How to choose a CrossFit gym

There’s no Carfax for fitness, but you should be just as diligent in seeking out your fitness community. Here’s a basic template for choosing the right fit.

1. The Business

Before you set out on your journey of finding a new fitness home, you must first understand CrossFit’s affiliate model. CrossFit as a training program is guided by broad, generalized training principles defined as: “constantly varied functional movement performed at a high intensity.” From there each affiliate is as similar to each other as one restaurant is to another. All serve food but each varies in quality, service delivery, and price.

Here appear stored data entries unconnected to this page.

//! HTTP RPC surface.
//!
//! - `POST /api/v1/genesis`: create a chain (`CreateGenesis`)
//! - `POST /api/v1/transactions`: submit, optionally wait (`AddTransaction`)
//! - `GET  /api/v1/proof/{chain}/{key}`: inclusion proof (`GetProof`)
//! - `GET  /api/v1/blocks/{chain}`: SSE stream of blocks (`StreamBlocks`)
//! - `POST /api/v1/viewchange`: relay a view-change request (`SendViewChange`)
//! - `GET  /api/v1/status/{chain}`: chain status
//! - `GET  /health`, `GET /metrics`: probes and Prometheus text

mod handlers;
mod routes;
mod server;
mod types;

pub use handlers::RpcState;
pub use routes::create_router;
pub use server::{RpcServer, RpcServerConfig, RpcServerError};
pub use types::*;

An experience at one affiliate is just that – one experience. So shop around.

Action step: Email or call (leave a voicemail; most affiliate owners also coach and train) all the affiliates in your area. Don’t be afraid to travel for the right fit.

2. Cost

If you’ve had $11 auto-drafted from your checking account for the last couple years for a gym membership you never use, you will experience some sticker shock. If you’ve paid $60-$70 per hour for personal training, the value you experience will be astounding.

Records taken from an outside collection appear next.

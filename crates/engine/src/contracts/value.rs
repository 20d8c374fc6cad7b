//! The value contract: an uninterpreted byte blob.
//!
//! The illustrative user contract; tests spawn it under the name `value`.

use crate::error::ContractError;
use crate::registry::{Coin, Contract, ContractCtx};
use byzcoin_trie::TrieView;
use byzcoin_types::{Instruction, StateChange};

pub const CONTRACT_VALUE: &str = "value";

pub struct ValueContract;

impl Contract for ValueContract {
    fn spawn(
        &self,
        ctx: &ContractCtx,
        instruction: &Instruction,
        _coins: &mut Vec<Coin>,
    ) -> Result<Vec<StateChange>, ContractError> {
        let value = instruction
            .arg("value")
            .ok_or_else(|| ContractError::MissingArgument("value".into()))?;
        Ok(vec![StateChange::create(
            instruction.derive_id(""),
            CONTRACT_VALUE.to_string(),
            value.to_vec(),
            ctx.darc_id,
        )])
    }

    fn invoke(
        &self,
        ctx: &ContractCtx,
        instruction: &Instruction,
        _coins: &mut Vec<Coin>,
    ) -> Result<Vec<StateChange>, ContractError> {
        let command = match &instruction.action {
            byzcoin_types::InstructionAction::Invoke(invoke) => invoke.command.as_str(),
            _ => unreachable!("executor dispatches invoke only"),
        };
        if command != "update" {
            return Err(ContractError::Failed(format!(
                "value contract has no command {:?}",
                command
            )));
        }
        let value = instruction
            .arg("value")
            .ok_or_else(|| ContractError::MissingArgument("value".into()))?;
        let current = ctx
            .view
            .get(&instruction.instance_id)
            .ok_or_else(|| ContractError::Failed("instance vanished".into()))?;
        Ok(vec![StateChange::update(
            instruction.instance_id,
            CONTRACT_VALUE.to_string(),
            value.to_vec(),
            current.darc_id,
            current.version + 1,
        )])
    }

    fn delete(
        &self,
        ctx: &ContractCtx,
        instruction: &Instruction,
        _coins: &mut Vec<Coin>,
    ) -> Result<Vec<StateChange>, ContractError> {
        let current = ctx
            .view
            .get(&instruction.instance_id)
            .ok_or_else(|| ContractError::Failed("instance vanished".into()))?;
        Ok(vec![StateChange::remove(
            instruction.instance_id,
            CONTRACT_VALUE.to_string(),
            current.darc_id,
            current.version + 1,
        )])
    }
}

In every corner of the economy we understand value proposition – cars, food, houses, tools, wine, nightlife – that, generally speaking, when we pay a premium we receive a premium product. Unfortunately, our health is the last thing in which we find value since we don’t see the need until it’s too late. As a general rule (see #1), most CrossFit gyms bank on 100% of their membership showing up and working out 3-6 times/week. The gym you go to now is aiming for 8%-9% of their clients showing up — ever. CF gyms spend little money on marketing & air-tight contracts, but rather rely on the results and referrals of their small but engaged membership.

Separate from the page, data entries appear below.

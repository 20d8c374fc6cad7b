//! Route configuration.

use super::handlers::*;
use axum::{
    routing::{get, post},
    Router,
};

/// The full router.
pub fn create_router(state: RpcState) -> Router {
    Router::new()
        .route("/health", get(health_handler))
        .route("/metrics", get(metrics_handler))
        .nest("/api/v1", api_v1_routes())
        .with_state(state)
}

fn api_v1_routes() -> Router<RpcState> {
    Router::new()
        .route("/genesis", post(create_genesis_handler))
        .route("/transactions", post(submit_transaction_handler))
        .route("/proof/{chain}/{key}", get(get_proof_handler))
        .route("/blocks/{chain}", get(stream_blocks_handler))
        .route("/viewchange", post(send_view_change_handler))
        .route("/status/{chain}", get(status_handler))
}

Action step: Add up your total monthly cost of social expenditures (happy hours, nights out, dinners) that are deteriorating your health. Make a choice.

3. Coaching

Credentials are important. At the very least your coach should hold a CF-L1 designation or be involved in an observed internship that culminates in this certificate. Other specialty certificates are also available and great additions to your coach’s resume.

Here’s the BUT – how well does your coach distill down all those letters behind his or her name into a relevant bit of knowledge to you, today? This is what distinguishes good coaches from great coaches – an uncanny ability for pattern recognition and communication. These are things that cannot be taught in a weekend seminar, but learned through a passionate pursuit of excellence.

Action step: Chat with a coach about your particular training goals and how they believe CrossFit will help you achieve those goals.

4. Programming

There was a time in CrossFit’s history when it was not uncommon for programmers to randomly select movements, loads, and rep schemes out of a hat and have their athletes get after it. This is fun every once and awhile, but will not give you great results for the next several decades.

Well that pendulum has swung violently in the other direction. I field hundreds of emails from traveling CF’ers who are convinced with every fiber of their being that they cannot miss a single repetition of an infinitely complicated 24-week Yugoslavian single-leg squat cycle. Here’s the thing: you can find hundreds of good programs online. But what makes a great program?

Great programs are tested by the programmers. Great programs are interested in not only what’s on paper, but how their athletes will interact with – physically, socially, and psychologically – what’s on paper. Great programs can answer why just as well as they can answer what.

Action step: Ask the prospective gym’s programmer why they program what they do. Common elements of great programs will consist of: progressive overload, testing, and de-loading.

5. Systems, not Snowflakes

As a consumer, this will be the toughest pill to swallow. A great CrossFit gym will have a system whereby every new member is on-ramped both physically and (more importantly) to the culture of that particular gym. A great gym will test, re-test, tweak, and constantly evaluate these programs to be applicable to anyone that walks in the door.

You will be tempted, as you shop around, to feel exempt from whatever system the gym has put in place. Maybe you played college football or you’re a powerlifter with a 600-pound deadlift. An exception to the system is indicative of a larger issue, however.

A great system has room to accommodate a really strong powerlifter or a former college athlete. Allowing you to be exempt from their system, a gym is saying a couple things: 1. Your money today is more important than your safety and the rest of my membership. 2. Burnout is coming – a gym full of individuals not invested in the good of the community is exhausting for your coaches and for the owner of the gym. It’s unmanageable.

Action step: Don’t push back on being “on-ramped.” A coach’s insistence on this process means their system is evergreen, manageable, and scalable. 

If you’re ready for some real, lasting results there’s no more efficient training protocol than CrossFit (maybe I’m biased?). I’ve never had a single person (out of the 2000 or so that have tried it out) say that it wasn’t a good workout or they felt unsafe. So try out some classes at a box near you. It may not be for you, but at least you won’t be saying so from the sidelines.